#### SUPPLIED MATERIAL ####
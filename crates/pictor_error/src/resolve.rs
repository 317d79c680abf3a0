//! Local image resolution errors.

/// A path classified as local could not be read.
///
/// The failure subtype (missing file, permission denied, directory, ...) is
/// deliberately flattened into `message`.
#[derive(Debug, Clone, derive_more::Display, derive_more::Error)]
#[display("Unreadable file: {} at line {} in {}", message, line, file)]
pub struct UnreadableFileError {
    /// Underlying cause, including the resolved path
    pub message: String,
    /// Line number where the error occurred
    pub line: u32,
    /// File where the error occurred
    pub file: &'static str,
}

impl UnreadableFileError {
    /// Create a new UnreadableFileError at the current location.
    ///
    /// # Examples
    ///
    /// ```
    /// use pictor_error::UnreadableFileError;
    ///
    /// let err = UnreadableFileError::new("/tmp/cat.png: No such file or directory (os error 2)");
    /// assert!(err.message.starts_with("/tmp/cat.png"));
    /// ```
    #[track_caller]
    pub fn new(message: impl Into<String>) -> Self {
        let location = std::panic::Location::caller();
        Self {
            message: message.into(),
            line: location.line(),
            file: location.file(),
        }
    }
}
//! Error types for MCP server.

use rmcp::ErrorData;

/// Protocol-level failures.
///
/// Tool failures the caller should read (unreadable files, API errors) are
/// not errors at this level; they travel as error-flagged tool output.
#[derive(Debug, Clone, derive_more::Display)]
pub enum McpError {
    /// Tool not found
    #[display("Tool not found: {}", _0)]
    ToolNotFound(String),

    /// Invalid tool input
    #[display("Invalid tool input: {}", _0)]
    InvalidInput(String),

    /// Tool descriptor could not be converted to the protocol type
    #[display("Invalid tool schema: {}", _0)]
    InvalidToolSchema(String),
}

impl std::error::Error for McpError {}

impl From<McpError> for ErrorData {
    fn from(err: McpError) -> Self {
        match err {
            McpError::ToolNotFound(_) | McpError::InvalidInput(_) => {
                ErrorData::invalid_params(err.to_string(), None)
            }
            McpError::InvalidToolSchema(_) => ErrorData::internal_error(err.to_string(), None),
        }
    }
}

/// Result type for MCP operations.
pub type McpResult<T> = Result<T, McpError>;
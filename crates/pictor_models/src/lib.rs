//! OpenAI-compatible vision client and description requester for Pictor.
//!
//! # Overview
//!
//! - [`DescriberConfig`]: process-wide settings (credential, endpoint, model),
//!   built once at startup
//! - [`ChatCompletion`]: the seam to the external chat completion API, with
//!   [`OpenAiClient`] as the HTTP implementation
//! - [`DescriptionRequester`]: builds the multimodal request for one image and
//!   maps every outcome into a [`DescriptionResult`]
//!
//! # Example
//!
//! ```rust,no_run
//! use pictor_core::ImageReference;
//! use pictor_models::{DescriberConfig, DescriptionRequester};
//!
//! #[tokio::main]
//! async fn main() -> Result<(), Box<dyn std::error::Error>> {
//!     let config = DescriberConfig::from_env()?;
//!     let requester = DescriptionRequester::from_config(&config)?;
//!
//!     let reference = ImageReference::Remote { url: "https://example.com/cat.png".into() };
//!     let result = requester.describe_with_default(reference).await;
//!     println!("{}", result.text());
//!     Ok(())
//! }
//! ```
//!
//! [`DescriptionResult`]: pictor_core::DescriptionResult

#![forbid(unsafe_code)]
#![warn(missing_docs)]

mod client;
mod config;
mod describer;
mod request;
mod response;

pub use client::{ChatCompletion, OpenAiClient};
pub use config::{DescriberConfig, DescriberConfigBuilder, DEFAULT_BASE_URL, DEFAULT_MODEL};
pub use describer::DescriptionRequester;
pub use request::{ChatCompletionRequest, ChatMessage, ContentPart, ImageUrl};
pub use response::{ApiErrorBody, ApiErrorDetail, ChatCompletionResponse, Choice, ChoiceMessage, Usage};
####
WHAT YOU WILL DO> The records above must be written out again exactly.

RESULT OF THIS TASK>
filename crates/pictor_error/src/resolve.rs
repository 317d79c680abf3a0
//! Local image resolution errors.

/// A path classified as local could not be read.
///
/// The failure subtype (missing file, permission denied, directory, ...) is
/// deliberately flattened into `message`.
#[derive(Debug, Clone, derive_more::Display, derive_more::Error)]
#[display("Unreadable file: {} at line {} in {}", message, line, file)]
pub struct UnreadableFileError {
    /// Underlying cause, including the resolved path
    pub message: String,
    /// Line number where the error occurred
    pub line: u32,
    /// File where the error occurred
    pub file: &'static str,
}

impl UnreadableFileError {
    /// Create a new UnreadableFileError at the current location.
    ///
    /// # Examples
    ///
    /// ```
    /// use pictor_error::UnreadableFileError;
    ///
    /// let err = UnreadableFileError::new("/tmp/cat.png: No such file or directory (os error 2)");
    /// assert!(err.message.starts_with("/tmp/cat.png"));
    /// ```
    #[track_caller]
    pub fn new(message: impl Into<String>) -> Self {
        let location = std::panic::Location::caller();
        Self {
            message: message.into(),
            line: location.line(),
            file: location.file(),
        }
    }
}
//! Error types for MCP server.

use rmcp::ErrorData;

/// Protocol-level failures.
///
/// Tool failures the caller should read (unreadable files, API errors) are
/// not errors at this level; they travel as error-flagged tool output.
#[derive(Debug, Clone, derive_more::Display)]
pub enum McpError {
    /// Tool not found
    #[display("Tool not found: {}", _0)]
    ToolNotFound(String),

    /// Invalid tool input
    #[display("Invalid tool input: {}", _0)]
    InvalidInput(String),

    /// Tool descriptor could not be converted to the protocol type
    #[display("Invalid tool schema: {}", _0)]
    InvalidToolSchema(String),
}

impl std::error::Error for McpError {}

impl From<McpError> for ErrorData {
    fn from(err: McpError) -> Self {
        match err {
            McpError::ToolNotFound(_) | McpError::InvalidInput(_) => {
                ErrorData::invalid_params(err.to_string(), None)
            }
            McpError::InvalidToolSchema(_) => ErrorData::internal_error(err.to_string(), None),
        }
    }
}

/// Result type for MCP operations.
pub type McpResult<T> = Result<T, McpError>;
filename crates/pictor_models/src/lib.rs
//! OpenAI-compatible vision client and description requester for Pictor.
//!
//! # Overview
//!
//! - [`DescriberConfig`]: process-wide settings (credential, endpoint, model),
//!   built once at startup
//! - [`ChatCompletion`]: the seam to the external chat completion API, with
//!   [`OpenAiClient`] as the HTTP implementation
//! - [`DescriptionRequester`]: builds the multimodal request for one image and
//!   maps every outcome into a [`DescriptionResult`]
//!
//! # Example
//!
//! ```rust,no_run
//! use pictor_core::ImageReference;
//! use pictor_models::{DescriberConfig, DescriptionRequester};
//!
//! #[tokio::main]
//! async fn main() -> Result<(), Box<dyn std::error::Error>> {
//!     let config = DescriberConfig::from_env()?;
//!     let requester = DescriptionRequester::from_config(&config)?;
//!
//!     let reference = ImageReference::Remote { url: "https://example.com/cat.png".into() };
//!     let result = requester.describe_with_default(reference).await;
//!     println!("{}", result.text());
//!     Ok(())
//! }
//! ```
//!
//! [`DescriptionResult`]: pictor_core::DescriptionResult

#![forbid(unsafe_code)]
#![warn(missing_docs)]

mod client;
mod config;
mod describer;
mod request;
mod response;

pub use client::{ChatCompletion, OpenAiClient};
pub use config::{DescriberConfig, DescriberConfigBuilder, DEFAULT_BASE_URL, DEFAULT_MODEL};
pub use describer::DescriptionRequester;
pub use request::{ChatCompletionRequest, ChatMessage, ContentPart, ImageUrl};
pub use response::{ApiErrorBody, ApiErrorDetail, ChatCompletionResponse, Choice, ChoiceMessage, Usage};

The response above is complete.